Meeting di Rimini
Martedì, 23 agosto 2005, ore 11.15
(trascrizione dell'intervento di Fratel Amilcare)
Relatori:
Pàthe Baldè, Direttore del Ministero dell'Ambiente e della Protezione della Natura, Senegal;
Amilcare Boccuccia, Direttore della Sector Hagaz Agricoltural School, Eritrea;
Altero Matteoli, Ministro dell'Ambiente e della Tutela del Territorio;
Alberto Michelini, Rappresentante personale del Presidente delConsiglio dei Ministri per l'Africa;
Ignazio Musu, Venice International University, Italia;
Alberto Piatti, Segretario Generale Fondazione Avsi;
Chèrif Rahmani, Ministro della Gestione del Territorio e dell'Ambiente, Algeria.
(...)
Moderatore:
Grazie mille Alberto. Vorrei chiedere ora ad Amilcare Boccuccia, dei fratelli delle scuole cristiane, che in questo momento è impegnato in Eritrea, di portarci la sua riflessione.
Amilcare Boccuccia:
Grazie. Grazie a tutto quello che è stato detto fino adesso.
Sento che dovrei sottoscriverlo e lo sottoscrivo. La mia esperienza in Africa è cominciata tantissimi anni fa nel 1968. E' iniziata in Eritrea e sono ancora in Eritrea ma come superiore generale ho avuto modo di viaggiare attraverso l'Africa in varie occasioni. Sono contento che in alcune zone, come hanno appena accennato, ci sia una ripresa. Probabilmente quello che io dirò, che nasce dalla mia esperienza personale - vengo da lì in questo momento -, sarà forse in dissonanza rispetto a questo quadro abbastanza roseo. Ma tutti quanti avete accennato ad una cosa: che la possibilità di sviluppo è legata sostanzialmente ad un fattore, la pace. Io credo che la popolazione africana abbia una potenzialità e dei valori che noi probabilmente delle volte neanche ci sogniamo.
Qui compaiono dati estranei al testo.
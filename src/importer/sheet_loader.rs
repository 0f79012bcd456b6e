// ==========================================
// Sistema de Contagens APF - Leitor de Planilha
// ==========================================
// Lê os bytes do arquivo enviado, seleciona a guia pelo método de
// contagem e produz as linhas brutas (RawRow) já com cabeçalho
// reconstruído, largura ajustada e colunas/linhas vazias removidas.
// Contrato estrutural da guia: cabeçalho nas linhas físicas 8 e 9,
// dados a partir da linha 10.
// ==========================================

use crate::domain::staging::{CellValue, RawRow};
use crate::domain::types::CountingMethod;
use crate::importer::error::{ImportError, ImportResult};
use crate::importer::header::HeaderReconstructor;
use calamine::{Data, Range, Reader, Xlsx};
use indexmap::IndexMap;
use std::io::Cursor;

// ===== contrato estrutural da guia (linhas físicas, 1-based) =====
pub const SECTION_HEADER_ROW: usize = 8;
pub const LABEL_HEADER_ROW: usize = 9;
pub const FIRST_DATA_ROW: usize = 10;

// ===== guias reconhecidas =====
pub const SHEET_DETALHADA: &str = "AFP - Detalhada";
pub const SHEET_ESTIMATIVA: &str = "AFP - Estimativa";

/// Guia correspondente ao método de contagem
pub fn sheet_name_for(method: CountingMethod) -> &'static str {
    match method {
        CountingMethod::Detalhada => SHEET_DETALHADA,
        CountingMethod::Estimada => SHEET_ESTIMATIVA,
    }
}

// ==========================================
// LoadedSheet - resultado da leitura
// ==========================================
#[derive(Debug, Clone)]
pub struct LoadedSheet {
    pub original_filename: String,
    pub headers: Vec<String>, // rótulos das colunas retidas
    pub rows: Vec<RawRow>,
}

// ==========================================
// SheetLoader
// ==========================================
pub struct SheetLoader;

impl SheetLoader {
    /// Abre a pasta de trabalho a partir dos bytes enviados e extrai a
    /// guia do método informado. Qualquer falha aborta sem estado
    /// parcial.
    pub fn load(
        original_filename: &str,
        bytes: &[u8],
        method: CountingMethod,
    ) -> ImportResult<LoadedSheet> {
        let sheet_name = sheet_name_for(method);

        let cursor = Cursor::new(bytes.to_vec());
        let mut workbook: Xlsx<_> = Xlsx::new(cursor)?;

        if !workbook.sheet_names().iter().any(|s| s == sheet_name) {
            return Err(ImportError::SheetNotFound(sheet_name.to_string()));
        }

        let range = workbook.worksheet_range(sheet_name)?;

        tracing::info!(
            "lendo guia '{}' de '{}' ({} células usadas)",
            sheet_name,
            original_filename,
            range.used_cells().count()
        );

        Self::from_range(original_filename, sheet_name, &range)
    }

    /// Extrai cabeçalho e dados de uma região de células já carregada.
    /// Separado de `load` para permitir montar guias em memória.
    pub fn from_range(
        original_filename: &str,
        sheet_name: &str,
        range: &Range<Data>,
    ) -> ImportResult<LoadedSheet> {
        let (end_row, end_col) = range
            .end()
            .ok_or_else(|| ImportError::EmptySheet(sheet_name.to_string()))?;
        let end_row = end_row as usize;
        let total_width = end_col as usize + 1;

        // ===== cabeçalho: linhas físicas 8 e 9 =====
        let section_row: Vec<CellValue> = (0..total_width)
            .map(|c| Self::cell_at(range, SECTION_HEADER_ROW - 1, c))
            .collect();
        let label_row: Vec<CellValue> = (0..total_width)
            .map(|c| Self::cell_at(range, LABEL_HEADER_ROW - 1, c))
            .collect();
        let headers = HeaderReconstructor::build(&section_row, &label_row);

        // ===== largura efetiva dos dados =====
        // O cabeçalho pode ser mais largo que os dados (ou o inverso);
        // vale a interseção.
        let mut data_width = 0usize;
        if end_row >= FIRST_DATA_ROW - 1 {
            for abs_row in (FIRST_DATA_ROW - 1)..=end_row {
                for col in (data_width..total_width).rev() {
                    if !Self::cell_at(range, abs_row, col).is_empty() {
                        data_width = data_width.max(col + 1);
                        break;
                    }
                }
            }
        }
        let num_cols = headers.len().min(data_width);
        let mut headers: Vec<String> = headers.into_iter().take(num_cols).collect();

        // ===== grade de dados =====
        let mut grid: Vec<(usize, Vec<CellValue>)> = Vec::new();
        if end_row >= FIRST_DATA_ROW - 1 && num_cols > 0 {
            for abs_row in (FIRST_DATA_ROW - 1)..=end_row {
                let cells: Vec<CellValue> = (0..num_cols)
                    .map(|c| Self::cell_at(range, abs_row, c))
                    .collect();
                grid.push((abs_row + 1, cells));
            }
        }

        // ===== remove colunas totalmente vazias =====
        if !grid.is_empty() {
            let keep: Vec<bool> = (0..num_cols)
                .map(|col| grid.iter().any(|(_, cells)| !cells[col].is_empty()))
                .collect();

            if keep.iter().any(|k| !k) {
                tracing::debug!(
                    "descartando {} coluna(s) vazia(s) da guia '{}'",
                    keep.iter().filter(|k| !**k).count(),
                    sheet_name
                );
                headers = headers
                    .into_iter()
                    .zip(keep.iter())
                    .filter_map(|(h, k)| k.then_some(h))
                    .collect();
                for (_, cells) in grid.iter_mut() {
                    let filtered: Vec<CellValue> = cells
                        .drain(..)
                        .zip(keep.iter())
                        .filter_map(|(c, k)| k.then_some(c))
                        .collect();
                    *cells = filtered;
                }
            }
        }

        // ===== remove linhas totalmente vazias =====
        let rows: Vec<RawRow> = grid
            .into_iter()
            .filter(|(_, cells)| cells.iter().any(|c| !c.is_empty()))
            .map(|(row_number, cells)| {
                let map: IndexMap<String, CellValue> =
                    headers.iter().cloned().zip(cells).collect();
                RawRow::new(row_number, map)
            })
            .collect();

        tracing::info!(
            "guia '{}': {} linha(s) de dados, {} coluna(s) retida(s)",
            sheet_name,
            rows.len(),
            headers.len()
        );

        Ok(LoadedSheet {
            original_filename: original_filename.to_string(),
            headers,
            rows,
        })
    }

    fn cell_at(range: &Range<Data>, row: usize, col: usize) -> CellValue {
        range
            .get_value((row as u32, col as u32))
            .map(Self::normalize_cell)
            .unwrap_or(CellValue::Empty)
    }

    /// Normaliza a célula do calamine para o modelo do domínio.
    /// Célula ausente, em branco ou com erro de fórmula vira Empty.
    fn normalize_cell(cell: &Data) -> CellValue {
        match cell {
            Data::Empty => CellValue::Empty,
            Data::String(s) => {
                let trimmed = s.trim();
                if trimmed.is_empty() {
                    CellValue::Empty
                } else {
                    CellValue::Text(trimmed.to_string())
                }
            }
            Data::Float(f) => CellValue::Number(*f),
            Data::Int(i) => CellValue::Number(*i as f64),
            Data::Bool(b) => CellValue::Text(b.to_string()),
            Data::DateTime(dt) => CellValue::Number(dt.as_f64()),
            Data::DateTimeIso(s) | Data::DurationIso(s) => CellValue::Text(s.clone()),
            Data::Error(_) => CellValue::Empty,
        }
    }
}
Una capacità di resistere, una capacità di soffrire, una capacità di sopravvivere, di cui noi non siamo più capaci. Gli aiuti sono necessari. Una volta un mio amico, vedendo scaricare le navi a Massaua per la fame dell'84-85, ebbe un'espressione che io non capii allora e che capisco adesso: ogni sacco è un soldato che vi conquista. È tremendamente vero. Sono quindi d'accordo con tutto quello che è stato detto fino adesso circa questo sviluppo o partenariato.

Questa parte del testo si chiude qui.